El control postural no mejora de manera significativa después de realizar un curso de iniciación a esquí nórdico. Es lo que concluye un estudio de investigadores del Instituto Nacional de Educación Física de Cataluña, INEFC Barcelona. Los resultados se han publicado en la Revista Internacional de Medicina y Ciencias de la Actividad Física y del Deporte.

El trabajo tenía como objetivo evaluar el efecto de un entrenamiento inicial de esquí nórdico sobre el control postural en jóvenes deportistas. Para este fin, se realizó un test de estabilometría a 25 sujetos (18 hombres y 7 mujeres) antes y después de un curso de iniciación al esquí nórdico de 5 jornadas. Asimismo, se fijó un grupo de control formado por 8 individuos (5 hombres y 3 mujeres).

La prueba de estabilometría se llevó a cabo mediante una plataforma de fuerzas con sensores electrónicos.
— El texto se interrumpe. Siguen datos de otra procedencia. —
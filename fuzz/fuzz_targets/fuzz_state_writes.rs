#![no_main]

use std::rc::Rc;

use arbitrary::Arbitrary;
use libfuzzer_sys::fuzz_target;
use vbind_core::{Collector, Value};
use vbind_dom::{Host, MemoryDocument};
use vbind_runtime::{Component, ComponentOptions};

const PATHS: [&str; 6] = ["a", "a.x", "a.y", "b", "b.x", "c"];

#[derive(Arbitrary, Debug)]
enum FuzzValue {
    Int(i64),
    Text(String),
    Object { x: i64, y: Option<i64> },
}

impl FuzzValue {
    fn into_value(self) -> Value {
        match self {
            Self::Int(n) => Value::from(n),
            Self::Text(s) => Value::from(s),
            Self::Object { x, y } => {
                let mut entries = vec![("x", Value::from(x))];
                if let Some(y) = y {
                    entries.push(("y", Value::from(y)));
                }
                Value::object(entries)
            }
        }
    }
}

#[derive(Arbitrary, Debug)]
struct Write {
    path: u8,
    value: FuzzValue,
}

fuzz_target!(|writes: Vec<Write>| {
    let doc = Rc::new(
        MemoryDocument::parse(
            r#"<div id="app"><p>{{a.x}}</p><p>{{a.y}} {{b}}</p><p>{{b.x}}{{c}}</p></div>"#,
        )
        .expect("fixed markup parses"),
    );
    let data = Value::object([
        ("a", Value::object([("x", 1), ("y", 2)])),
        ("b", Value::from(3)),
        ("c", Value::from(4)),
    ]);
    let app = Component::new(Rc::clone(&doc), ComponentOptions::new("#app").data(data))
        .expect("fixed component mounts");

    for write in writes {
        let path = PATHS[usize::from(write.path) % PATHS.len()];
        let _ = app.state().set(path, write.value.into_value());

        // Every binding that last rendered successfully shows current state.
        let collector = Collector::new();
        for binding in app.bindings() {
            if let Ok(fresh) = binding.template().render(app.state(), &collector) {
                if binding.last_error().is_none() {
                    assert_eq!(doc.text(binding.node()), fresh);
                }
            }
        }
    }
});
Se siguieron las directrices del protocolo de medida estabilométrica de Birmingham (2008). “El protocolo nos garantiza la fiabilidad en la medición del control postural en situaciones de bipedestación, descartando la medición dinámica a través del salto, proporcionando unos coeficientes de correlación entre moderados y excelentes”, apunta el estudio.
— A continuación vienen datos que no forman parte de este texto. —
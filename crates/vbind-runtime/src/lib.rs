#![forbid(unsafe_code)]

//! Runtime: reactive state, instance proxy, and template compilation.
//!
//! - [`ReactiveState`]: the instrumented state tree. Every property owns a
//!   publisher; tracked reads register the active subscriber, writes notify.
//! - [`Proxy`]: top-level properties of the state exposed on the component.
//! - [`Template`] and [`compile`]: `{{ path }}` text templates bound to state.
//! - [`Component`]: the bootstrap tying the above to a mount element.
//!
//! # Architecture
//!
//! Single-threaded. State is shared through `Rc<RefCell<..>>`; bindings are
//! `Rc` and subscribers are held weakly by publishers, so dropping a
//! component unsubscribes everything it created. Notification is synchronous:
//! when a write returns, every affected text node is already updated.

pub mod compile;
pub mod component;
pub mod proxy;
pub mod state;
pub mod template;

pub use compile::{TextBinding, compile};
pub use component::{Component, ComponentOptions};
pub use proxy::{Prop, Proxy};
pub use state::ReactiveState;
pub use template::{Segment, Template};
Aunque la hipótesis inicial apuntaba a una mejora del control postural asociado a la realización de un curso de iniciación a esquí nórdico, los resultados no muestran diferencias significativas entre el grupo experimental y el grupo de control. “La hipótesis -explican los autores- se había planteado partiendo del hecho de que el esquí nórdico es un deporte en el que el equilibrio representa un componente esencial, y todavía más en estadios iniciales de aprendizaje”.
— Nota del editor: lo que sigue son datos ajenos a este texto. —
#![forbid(unsafe_code)]

//! Dependency collection: publishers, subscribers, and the active collector.
//!
//! # Design
//!
//! A [`Publisher`] belongs to exactly one observable property and records the
//! [`Subscriber`]s that read it. A [`Collector`] marks which subscriber is
//! currently evaluating; every tracked read made while it is collecting
//! registers that subscriber with the publisher being read.
//!
//! The collector is an explicit value owned by one component instance and
//! handed to each tracked read, so no process-wide slot exists.
//!
//! # Invariants
//!
//! 1. A publisher notifies its subscribers in subscription order.
//! 2. A subscriber is registered at most once per publisher (set semantics).
//! 3. Publishers hold subscribers weakly; dropped subscribers are pruned
//!    lazily and never invoked.
//! 4. The collector is collecting only for the duration of one
//!    [`Collector::collect`] call, and returns to idle even if the evaluation
//!    panics.
//! 5. Collection is non-reentrant: starting a second collection while one is
//!    active fails with [`BindError::ReentrantCollection`].
//!
//! # Failure Modes
//!
//! - **Subscriber callback panics during notify**: the panic propagates to the
//!   writer; subscribers later in the order are not invoked for that write.

use std::cell::RefCell;
use std::fmt;
use std::rc::{Rc, Weak};
use std::sync::atomic::{AtomicU64, Ordering};

use crate::error::{BindError, Result};

// ─── Subscriber ID generation ────────────────────────────────────────────────

static NEXT_SUBSCRIBER_ID: AtomicU64 = AtomicU64::new(1);

fn next_subscriber_id() -> SubscriberId {
    SubscriberId(NEXT_SUBSCRIBER_ID.fetch_add(1, Ordering::Relaxed))
}

/// Unique identity of a [`Subscriber`].
#[derive(Debug, Clone, Copy, PartialEq, Eq, Hash, PartialOrd, Ord)]
pub struct SubscriberId(u64);

impl SubscriberId {
    #[must_use]
    pub fn get(self) -> u64 {
        self.0
    }
}

impl fmt::Display for SubscriberId {
    fn fmt(&self, f: &mut fmt::Formatter<'_>) -> fmt::Result {
        write!(f, "subscriber#{}", self.0)
    }
}

// ─── Subscriber ──────────────────────────────────────────────────────────────

struct SubscriberInner {
    id: SubscriberId,
    callback: Box<dyn Fn()>,
}

/// One reactive computation: a no-argument callback with an identity.
///
/// Cloning yields another handle to the same subscriber (same id).
#[derive(Clone)]
pub struct Subscriber {
    inner: Rc<SubscriberInner>,
}

impl Subscriber {
    pub fn new(callback: impl Fn() + 'static) -> Self {
        Self {
            inner: Rc::new(SubscriberInner {
                id: next_subscriber_id(),
                callback: Box::new(callback),
            }),
        }
    }

    #[must_use]
    pub fn id(&self) -> SubscriberId {
        self.inner.id
    }

    /// Run the wrapped callback.
    pub fn update(&self) {
        (self.inner.callback)();
    }

    fn downgrade(&self) -> WeakSubscriber {
        WeakSubscriber {
            id: self.inner.id,
            inner: Rc::downgrade(&self.inner),
        }
    }
}

impl fmt::Debug for Subscriber {
    fn fmt(&self, f: &mut fmt::Formatter<'_>) -> fmt::Result {
        f.debug_struct("Subscriber").field("id", &self.inner.id).finish()
    }
}

#[derive(Clone)]
struct WeakSubscriber {
    id: SubscriberId,
    inner: Weak<SubscriberInner>,
}

impl WeakSubscriber {
    fn upgrade(&self) -> Option<Subscriber> {
        self.inner.upgrade().map(|inner| Subscriber { inner })
    }

    fn is_live(&self) -> bool {
        self.inner.strong_count() > 0
    }
}

// ─── Publisher ───────────────────────────────────────────────────────────────

/// Per-property registry of interested subscribers.
#[derive(Default, Clone)]
pub struct Publisher {
    subs: Vec<WeakSubscriber>,
}

impl Publisher {
    #[must_use]
    pub fn new() -> Self {
        Self::default()
    }

    /// Register `subscriber` unless it is already present.
    ///
    /// Returns `true` if the subscriber was added.
    pub fn depend(&mut self, subscriber: &Subscriber) -> bool {
        self.prune();
        if self.contains(subscriber.id()) {
            return false;
        }
        self.subs.push(subscriber.downgrade());
        true
    }

    #[must_use]
    pub fn contains(&self, id: SubscriberId) -> bool {
        self.subs.iter().any(|s| s.id == id && s.is_live())
    }

    /// Live subscribers in subscription order.
    #[must_use]
    pub fn subscribers(&self) -> Vec<Subscriber> {
        self.subs.iter().filter_map(WeakSubscriber::upgrade).collect()
    }

    /// Take over every live subscriber of `other`, appended after the current
    /// ones in `other`'s order, skipping duplicates.
    pub fn inherit(&mut self, other: &Publisher) {
        for sub in other.subscribers() {
            self.depend(&sub);
        }
    }

    /// Invoke every live subscriber in subscription order.
    ///
    /// The list is snapshotted first, so subscribers registered during the
    /// pass are not invoked until the next notification.
    pub fn notify(&self) {
        for sub in self.subscribers() {
            sub.update();
        }
    }

    /// Number of live subscribers.
    #[must_use]
    pub fn len(&self) -> usize {
        self.subs.iter().filter(|s| s.is_live()).count()
    }

    #[must_use]
    pub fn is_empty(&self) -> bool {
        self.len() == 0
    }

    fn prune(&mut self) {
        self.subs.retain(WeakSubscriber::is_live);
    }
}

impl fmt::Debug for Publisher {
    fn fmt(&self, f: &mut fmt::Formatter<'_>) -> fmt::Result {
        let ids: Vec<SubscriberId> = self
            .subs
            .iter()
            .filter(|s| s.is_live())
            .map(|s| s.id)
            .collect();
        f.debug_struct("Publisher").field("subscribers", &ids).finish()
    }
}

// ─── Collector ───────────────────────────────────────────────────────────────

/// The active-collector slot: idle, or collecting for exactly one subscriber.
#[derive(Debug, Default)]
pub struct Collector {
    active: RefCell<Option<Subscriber>>,
}

/// Resets the slot to idle when dropped.
struct CollectGuard<'a> {
    slot: &'a RefCell<Option<Subscriber>>,
}

impl Drop for CollectGuard<'_> {
    fn drop(&mut self) {
        self.slot.borrow_mut().take();
    }
}

impl Collector {
    #[must_use]
    pub fn new() -> Self {
        Self::default()
    }

    /// Run `eval` with `subscriber` as the active collector.
    ///
    /// Every tracked read inside `eval` registers `subscriber`. The slot is
    /// cleared when `eval` returns or unwinds.
    ///
    /// # Errors
    ///
    /// [`BindError::ReentrantCollection`] if a collection is already active;
    /// `eval` is not run in that case.
    pub fn collect<R>(&self, subscriber: &Subscriber, eval: impl FnOnce() -> R) -> Result<R> {
        if let Some(active) = self.active() {
            tracing::error!(
                %active,
                requested = %subscriber.id(),
                "reentrant dependency collection refused"
            );
            return Err(BindError::ReentrantCollection {
                active,
                requested: subscriber.id(),
            });
        }
        *self.active.borrow_mut() = Some(subscriber.clone());
        let _guard = CollectGuard { slot: &self.active };
        Ok(eval())
    }

    /// Register the active subscriber, if any, with `publisher`.
    ///
    /// Returns `true` if a new registration was made.
    pub fn track(&self, publisher: &mut Publisher) -> bool {
        match self.active.borrow().as_ref() {
            Some(subscriber) => publisher.depend(subscriber),
            None => false,
        }
    }

    #[must_use]
    pub fn is_collecting(&self) -> bool {
        self.active.borrow().is_some()
    }

    #[must_use]
    pub fn active(&self) -> Option<SubscriberId> {
        self.active.borrow().as_ref().map(Subscriber::id)
    }
}

// ---------------------------------------------------------------------------
// Tests
// ---------------------------------------------------------------------------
A pesar de ello, los resultados no permiten afirmar que la iniciación al esquí nórdico mejore el control postural. “La pequeña muestra total del estudio, así como el número reducido de sujetos integrantes del grupo control, podrían justificar la inexistencia de resultados significativos”, añaden los investigadores, que abogan por realizar más estudios.